For the better part of a year (really more, now that I think about it—but we'll save that for later), I had been chasing answers to my various "issues." They were relatively mundane at first and seemingly easy to explain: a stiff neck, no doubt product of my deskbound day job; headaches, low-grade enough to let me function but so constant as to pull a dull film over just about everything; poor balance (disappointing since perfect balance was my calling card as a little girl in Miss Laura's ballet class); blurring vision and a charming nystagmus that pitted me against all of San Francisco's evening commuter cyclists whose flashing lights taunted me toward panic attacks; oh, and panic attacks; and a nettlesome "whooshing" in my right ear that was either (a) just a symptom of the headaches or (b) a thoughtful heads up from the Angel of Death that I was about to have an aneurysm.



I don't know why my mother calls me a drama queen.

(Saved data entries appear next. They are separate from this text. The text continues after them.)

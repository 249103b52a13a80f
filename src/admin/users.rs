//! Listing and deleting users.

use axum::{
    Json,
    extract::{Path, State},
    http::StatusCode,
    response::Response,
};

use crate::{
    Error,
    admin::AdminState,
    db::lock_connection,
    message_response,
    user::{User, UserID, delete_user, get_all_users},
};

/// A route handler for listing every user.
pub async fn get_users(State(state): State<AdminState>) -> Result<Json<Vec<User>>, Error> {
    let connection = lock_connection(&state.db_connection)?;

    get_all_users(&connection)
        .inspect_err(|error| tracing::error!("could not get users: {error}"))
        .map(Json)
}

/// A route handler for deleting a user together with their income and expenses.
pub async fn delete_user_endpoint(
    State(state): State<AdminState>,
    Path(user_id): Path<UserID>,
) -> Result<Response, Error> {
    let connection = lock_connection(&state.db_connection)?;

    delete_user(user_id, &connection)?;

    Ok(message_response(
        StatusCode::OK,
        "User and all associated data deleted successfully",
    ))
}

#[cfg(test)]
mod tests {
    use serde_json::Value;

    use crate::{
        USER_ID_HEADER,
        endpoints::{self, format_endpoint},
        test_utils::{
            create_test_admin, create_test_transaction, create_test_user, get_test_server,
            get_test_state,
        },
        transaction::{OwnerScope, TransactionKind, get_transactions},
        user::get_all_users,
    };

    #[tokio::test]
    async fn lists_all_users() {
        let state = get_test_state();
        let (admin, user) = {
            let connection = state.db_connection.lock().unwrap();
            (create_test_admin(&connection), create_test_user(&connection))
        };
        let server = get_test_server(state);

        let response = server
            .get(endpoints::ADMIN_USERS)
            .add_header(USER_ID_HEADER, admin.id.to_string())
            .await;

        response.assert_status_ok();
        let body: Value = response.json();
        let emails: Vec<_> = body
            .as_array()
            .unwrap()
            .iter()
            .map(|user| user["email"].as_str().unwrap().to_owned())
            .collect();
        assert_eq!(emails, vec![admin.email, user.email]);
        assert_eq!(body[0]["role"], "admin");
        assert!(body[0].get("fullName").is_some());
    }

    #[tokio::test]
    async fn regular_users_cannot_list_users() {
        let state = get_test_state();
        let user = create_test_user(&state.db_connection.lock().unwrap());
        let server = get_test_server(state);

        server
            .get(endpoints::ADMIN_USERS)
            .add_header(USER_ID_HEADER, user.id.to_string())
            .await
            .assert_status_forbidden();
    }

    #[tokio::test]
    async fn deleting_user_removes_their_records() {
        let state = get_test_state();
        let (admin, user) = {
            let connection = state.db_connection.lock().unwrap();
            let admin = create_test_admin(&connection);
            let user = create_test_user(&connection);
            create_test_transaction(user.id, TransactionKind::Income, 100, "2024-01-01", &connection);
            create_test_transaction(user.id, TransactionKind::Expense, 50, "2024-01-02", &connection);
            create_test_transaction(admin.id, TransactionKind::Expense, 10, "2024-01-02", &connection);
            (admin, user)
        };
        let server = get_test_server(state.clone());

        server
            .delete(&format_endpoint(endpoints::ADMIN_USER, user.id))
            .add_header(USER_ID_HEADER, admin.id.to_string())
            .await
            .assert_status_ok();

        let connection = state.db_connection.lock().unwrap();
        assert_eq!(get_all_users(&connection).unwrap(), vec![admin.clone()]);
        let income =
            get_transactions(TransactionKind::Income, OwnerScope::AllUsers, None, &connection)
                .unwrap();
        let expenses =
            get_transactions(TransactionKind::Expense, OwnerScope::AllUsers, None, &connection)
                .unwrap();
        assert!(income.is_empty());
        assert_eq!(expenses.len(), 1);
        assert_eq!(expenses[0].owner_id, admin.id);
    }

    #[tokio::test]
    async fn deleting_missing_user_is_not_found() {
        let state = get_test_state();
        let admin = create_test_admin(&state.db_connection.lock().unwrap());
        let server = get_test_server(state);

        let response = server
            .delete(&format_endpoint(endpoints::ADMIN_USER, 4242))
            .add_header(USER_ID_HEADER, admin.id.to_string())
            .await;

        response.assert_status_not_found();
        let body: Value = response.json();
        assert_eq!(body["message"], "User not found");
    }
}
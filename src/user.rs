//! Code for creating the user table and fetching users from the database.

use std::{fmt::Display, str::FromStr};

use rusqlite::{
    Connection, Row, ToSql,
    types::{FromSql, FromSqlError, FromSqlResult, ToSqlOutput, Type, ValueRef},
};
use serde::{Deserialize, Serialize};
use time::OffsetDateTime;

use crate::Error;

/// A newtype wrapper for integer user IDs.
///
/// This helps disambiguate user IDs from other types of IDs, leading to better compile time
/// errors, and more flexible generics that can have distinct implementations for multiple ID types.
#[derive(Clone, Copy, Debug, PartialEq, Eq, PartialOrd, Ord, Serialize, Deserialize, Hash)]
pub struct UserID(i64);

impl UserID {
    /// Create a new user ID.
    pub fn new(id: i64) -> Self {
        Self(id)
    }

    /// Cast the user ID to a 64 bit integer.
    pub fn as_i64(&self) -> i64 {
        self.0
    }
}

impl Display for UserID {
    fn fmt(&self, f: &mut std::fmt::Formatter<'_>) -> std::fmt::Result {
        self.0.fmt(f)
    }
}

impl ToSql for UserID {
    fn to_sql(&self) -> rusqlite::Result<ToSqlOutput<'_>> {
        self.0.to_sql()
    }
}

impl FromSql for UserID {
    fn column_result(value: ValueRef<'_>) -> FromSqlResult<Self> {
        i64::column_result(value).map(UserID)
    }
}

/// What a user is allowed to see.
#[derive(Clone, Copy, Debug, Default, PartialEq, Eq, Serialize, Deserialize)]
#[serde(rename_all = "lowercase")]
pub enum Role {
    /// A regular user that can only see their own transactions.
    #[default]
    User,
    /// An administrator that can see and delete everyone's data.
    Admin,
}

impl Role {
    /// The role as it is stored in the database.
    pub fn as_str(&self) -> &'static str {
        match self {
            Role::User => "user",
            Role::Admin => "admin",
        }
    }
}

impl FromStr for Role {
    type Err = String;

    fn from_str(s: &str) -> Result<Self, Self::Err> {
        match s {
            "user" => Ok(Role::User),
            "admin" => Ok(Role::Admin),
            other => Err(format!("unknown role \"{other}\"")),
        }
    }
}

impl ToSql for Role {
    fn to_sql(&self) -> rusqlite::Result<ToSqlOutput<'_>> {
        Ok(ToSqlOutput::from(self.as_str()))
    }
}

impl FromSql for Role {
    fn column_result(value: ValueRef<'_>) -> FromSqlResult<Self> {
        value
            .as_str()?
            .parse()
            .map_err(|error: String| FromSqlError::Other(error.into()))
    }
}

/// A user of the application.
///
/// The caller should ensure that `id` is unique.
#[derive(Debug, Clone, PartialEq, Serialize, Deserialize)]
#[serde(rename_all = "camelCase")]
pub struct User {
    /// The user's ID in the application database.
    pub id: UserID,
    /// The name shown to administrators.
    pub full_name: String,
    /// The user's email address, unique across all users.
    pub email: String,
    /// Whether the user is a regular user or an administrator.
    pub role: Role,
    /// When the user signed up.
    #[serde(with = "time::serde::rfc3339")]
    pub created_at: OffsetDateTime,
}

/// The data needed to insert a user into the database.
#[derive(Debug, Clone, PartialEq)]
pub struct NewUser {
    /// The name shown to administrators.
    pub full_name: String,
    /// The user's email address, must not belong to an existing user.
    pub email: String,
    /// Whether the user is a regular user or an administrator.
    pub role: Role,
    /// When the user signed up.
    pub created_at: OffsetDateTime,
}

/// Create the user table.
///
/// # Errors
///
/// This function will return an error if the SQL query failed.
pub fn create_user_table(connection: &Connection) -> Result<(), rusqlite::Error> {
    connection.execute(
        "CREATE TABLE IF NOT EXISTS user (
                id INTEGER PRIMARY KEY,
                full_name TEXT NOT NULL,
                email TEXT NOT NULL UNIQUE,
                role TEXT NOT NULL DEFAULT 'user',
                created_at INTEGER NOT NULL
                )",
        (),
    )?;

    connection.execute(
        "CREATE INDEX IF NOT EXISTS idx_user_created_at ON user(created_at)",
        (),
    )?;

    Ok(())
}

/// Create and insert a new user into the database.
///
/// `created_at` is stored with second precision.
///
/// # Errors
///
/// Returns a:
/// - [Error::DuplicateEmail] if a user with the same email already exists,
/// - or [Error::SqlError] if some other SQL related error occurred.
pub fn create_user(new_user: NewUser, connection: &Connection) -> Result<User, Error> {
    connection
        .prepare(
            "INSERT INTO user (full_name, email, role, created_at) VALUES (?1, ?2, ?3, ?4)
             RETURNING id, full_name, email, role, created_at",
        )?
        .query_row(
            (
                &new_user.full_name,
                &new_user.email,
                new_user.role,
                new_user.created_at.unix_timestamp(),
            ),
            map_user_row,
        )
        .map_err(|error| error.into())
}

/// Get the user from the database with an ID equal to `user_id`.
///
/// # Errors
///
/// This function will return an error if:
/// - `user_id` does not belong to a registered user.
/// - there was an error trying to access the store.
pub fn get_user_by_id(user_id: UserID, connection: &Connection) -> Result<User, Error> {
    connection
        .prepare("SELECT id, full_name, email, role, created_at FROM user WHERE id = :id")?
        .query_row(&[(":id", &user_id)], map_user_row)
        .map_err(|error| error.into())
}

/// Get every user in the order they signed up.
///
/// # Errors
///
/// Returns a [Error::SqlError] if an SQL related error occurred.
pub fn get_all_users(connection: &Connection) -> Result<Vec<User>, Error> {
    connection
        .prepare("SELECT id, full_name, email, role, created_at FROM user ORDER BY id")?
        .query_map([], map_user_row)?
        .collect::<Result<Vec<_>, _>>()
        .map_err(|error| error.into())
}

/// Get the number of users in the database.
///
/// # Errors
///
/// Returns a [Error::SqlError] if an SQL related error occurred.
pub fn count_users(connection: &Connection) -> Result<usize, Error> {
    connection
        .query_row("SELECT COUNT(id) FROM user;", [], |row| row.get(0))
        .map_err(|error| error.into())
}

/// Get the sign up times of users that signed up at or after `since`.
///
/// # Errors
///
/// Returns a [Error::SqlError] if an SQL related error occurred.
pub fn get_signup_times_since(
    since: OffsetDateTime,
    connection: &Connection,
) -> Result<Vec<OffsetDateTime>, Error> {
    connection
        .prepare("SELECT created_at FROM user WHERE created_at >= :since ORDER BY created_at")?
        .query_map(&[(":since", &since.unix_timestamp())], |row| {
            timestamp_from_row(row, 0)
        })?
        .collect::<Result<Vec<_>, _>>()
        .map_err(|error| error.into())
}

/// Delete a user along with all of their income and expense records.
///
/// The deletions happen in a single SQL transaction, so either everything
/// belonging to the user is removed or nothing is.
///
/// # Errors
///
/// Returns a:
/// - [Error::DeleteMissingUser] if no user has the ID `user_id`,
/// - or [Error::SqlError] if some other SQL related error occurred.
pub fn delete_user(user_id: UserID, connection: &Connection) -> Result<(), Error> {
    let transaction = connection.unchecked_transaction()?;

    let income_deleted = transaction.execute("DELETE FROM income WHERE user_id = ?1", [user_id])?;
    let expenses_deleted =
        transaction.execute("DELETE FROM expense WHERE user_id = ?1", [user_id])?;
    let users_deleted = transaction.execute("DELETE FROM user WHERE id = ?1", [user_id])?;

    if users_deleted == 0 {
        // Nothing else can have been deleted without a user to own it.
        return Err(Error::DeleteMissingUser);
    }

    transaction.commit()?;

    tracing::info!(
        "Deleted user {user_id} with {income_deleted} income and {expenses_deleted} expense records"
    );

    Ok(())
}

fn map_user_row(row: &Row) -> Result<User, rusqlite::Error> {
    Ok(User {
        id: row.get(0)?,
        full_name: row.get(1)?,
        email: row.get(2)?,
        role: row.get(3)?,
        created_at: timestamp_from_row(row, 4)?,
    })
}

fn timestamp_from_row(row: &Row, index: usize) -> Result<OffsetDateTime, rusqlite::Error> {
    let timestamp: i64 = row.get(index)?;

    OffsetDateTime::from_unix_timestamp(timestamp).map_err(|error| {
        rusqlite::Error::FromSqlConversionFailure(index, Type::Integer, Box::new(error))
    })
}
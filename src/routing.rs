//! Application router configuration with user and admin route definitions.

use axum::{
    Router,
    extract::Request,
    http::StatusCode,
    middleware,
    response::Response,
    routing::{any, delete, get, post},
};

use crate::{
    AppState,
    admin::{
        delete_any_transaction, delete_user_endpoint, get_all_transactions, get_app_stats,
        get_chart_data, get_users,
    },
    auth::{admin_guard, auth_guard, get_user_endpoint},
    dashboard::get_dashboard_data,
    endpoints, message_response,
    transaction::{
        create_expense_endpoint, create_income_endpoint, delete_expense_endpoint,
        delete_income_endpoint, download_expenses_endpoint, download_income_endpoint,
        get_expenses_endpoint, get_income_endpoint,
    },
};

/// Return a router with all the app's routes.
///
/// Every route requires the [crate::USER_ID_HEADER] header and the admin
/// routes additionally require the admin role. Unknown paths under the API
/// prefix get a JSON 404 response.
pub fn build_router(state: AppState) -> Router {
    let user_routes = Router::new()
        .route(endpoints::GET_USER, get(get_user_endpoint))
        .route(endpoints::DASHBOARD, get(get_dashboard_data))
        .route(endpoints::ADD_INCOME, post(create_income_endpoint))
        .route(endpoints::GET_INCOME, get(get_income_endpoint))
        .route(endpoints::DELETE_INCOME, delete(delete_income_endpoint))
        .route(endpoints::DOWNLOAD_INCOME, get(download_income_endpoint))
        .route(endpoints::ADD_EXPENSE, post(create_expense_endpoint))
        .route(endpoints::GET_EXPENSES, get(get_expenses_endpoint))
        .route(endpoints::DELETE_EXPENSE, delete(delete_expense_endpoint))
        .route(endpoints::DOWNLOAD_EXPENSES, get(download_expenses_endpoint))
        .layer(middleware::from_fn_with_state(state.clone(), auth_guard));

    let admin_routes = Router::new()
        .route(endpoints::ADMIN_USERS, get(get_users))
        .route(endpoints::ADMIN_USER, delete(delete_user_endpoint))
        .route(endpoints::ADMIN_STATS, get(get_app_stats))
        .route(endpoints::ADMIN_TRANSACTIONS, get(get_all_transactions))
        .route(endpoints::ADMIN_TRANSACTION, delete(delete_any_transaction))
        .route(endpoints::ADMIN_CHARTS, get(get_chart_data))
        .layer(middleware::from_fn_with_state(state.clone(), admin_guard));

    user_routes
        .merge(admin_routes)
        .route(
            &format!("{}/{{*rest}}", endpoints::API_PREFIX),
            any(get_404_not_found),
        )
        .with_state(state)
}

async fn get_404_not_found(request: Request) -> Response {
    tracing::debug!("No route for {} {}", request.method(), request.uri());
    message_response(StatusCode::NOT_FOUND, "Not found")
}
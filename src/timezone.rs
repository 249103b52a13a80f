//! Conversions between UTC timestamps and calendar days in the configured timezone.

use time::{Date, OffsetDateTime};
use time_tz::{OffsetDateTimeExt, Tz};

use crate::Error;

/// Look up a timezone by its canonical name, e.g. "Pacific/Auckland".
///
/// # Errors
/// Returns [Error::InvalidTimezoneError] if `canonical_timezone` is not a known timezone.
pub fn get_timezone(canonical_timezone: &str) -> Result<&'static Tz, Error> {
    time_tz::timezones::get_by_name(canonical_timezone)
        .ok_or_else(|| Error::InvalidTimezoneError(canonical_timezone.to_owned()))
}

/// The calendar day `timestamp` falls on in `timezone`.
pub fn local_date(timestamp: OffsetDateTime, timezone: &Tz) -> Date {
    timestamp.to_timezone(timezone).date()
}
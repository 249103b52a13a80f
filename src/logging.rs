//! Middleware for logging requests and responses.

use axum::{
    body::{Body, to_bytes},
    extract::Request,
    http::{StatusCode, request, response},
    middleware::Next,
    response::Response,
};

use crate::message_response;

/// Bodies longer than this many bytes are truncated in the `info` logs.
pub const LOG_BODY_LENGTH_LIMIT: usize = 64;

/// Log the request and response for each request.
///
/// Both the request and response are logged at the `info` level.
/// If a body is longer than [LOG_BODY_LENGTH_LIMIT] bytes, it is
/// truncated and the full body logged at the `debug` level.
pub async fn logging_middleware(request: Request, next: Next) -> Response {
    let (parts, body) = request.into_parts();
    let Ok(body_text) = read_body(body).await else {
        tracing::warn!("Could not read the body of {} {}", parts.method, parts.uri);
        return message_response(StatusCode::BAD_REQUEST, "Could not read request body");
    };
    log_request(&parts, &body_text);

    let request = Request::from_parts(parts, body_text.into());
    let response = next.run(request).await;

    let (parts, body) = response.into_parts();
    let Ok(body_text) = read_body(body).await else {
        tracing::error!("Could not read the response body for status {}", parts.status);
        return message_response(StatusCode::INTERNAL_SERVER_ERROR, "Server Error");
    };
    log_response(&parts, &body_text);

    Response::from_parts(parts, body_text.into())
}

async fn read_body(body: Body) -> Result<String, axum::Error> {
    let bytes = to_bytes(body, usize::MAX).await?;

    Ok(String::from_utf8_lossy(&bytes).into_owned())
}

/// The first [LOG_BODY_LENGTH_LIMIT] bytes of `body`, or fewer so as not to
/// split a character.
fn truncate(body: &str) -> &str {
    let mut end = LOG_BODY_LENGTH_LIMIT.min(body.len());

    while !body.is_char_boundary(end) {
        end -= 1;
    }

    &body[..end]
}

fn log_request(parts: &request::Parts, body: &str) {
    if body.len() > LOG_BODY_LENGTH_LIMIT {
        tracing::info!(
            "Received request: {parts:#?}\nbody: {:}...",
            truncate(body)
        );
        tracing::debug!("Full request body: {body:?}");
    } else {
        tracing::info!("Received request: {parts:#?}\nbody: {body:?}");
    }
}

fn log_response(parts: &response::Parts, body: &str) {
    if body.len() > LOG_BODY_LENGTH_LIMIT {
        tracing::info!(
            "Sending response: {parts:#?}\nbody: {:}...",
            truncate(body)
        );
        tracing::debug!("Full response body: {body:?}");
    } else {
        tracing::info!("Sending response: {parts:#?}\nbody: {body:?}");
    }
}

I began weekly visits in the Nob Hill office of Dr. Sergio Azzolino, a neurological chiropractor and great guy for whom my husband Jake (a chiropractic student) is an intern. After a few months, with regular adjustments for my rigid neck and some neat neurological video games to help with my vision and balance, things seemed to improve a little. That is, until I nearly fainted in my chili on the tail end of a snowshoeing trip to Tahoe. In the moment, I chalked it up to wine and altitude, but I knew. I knew, how you do, that something was off.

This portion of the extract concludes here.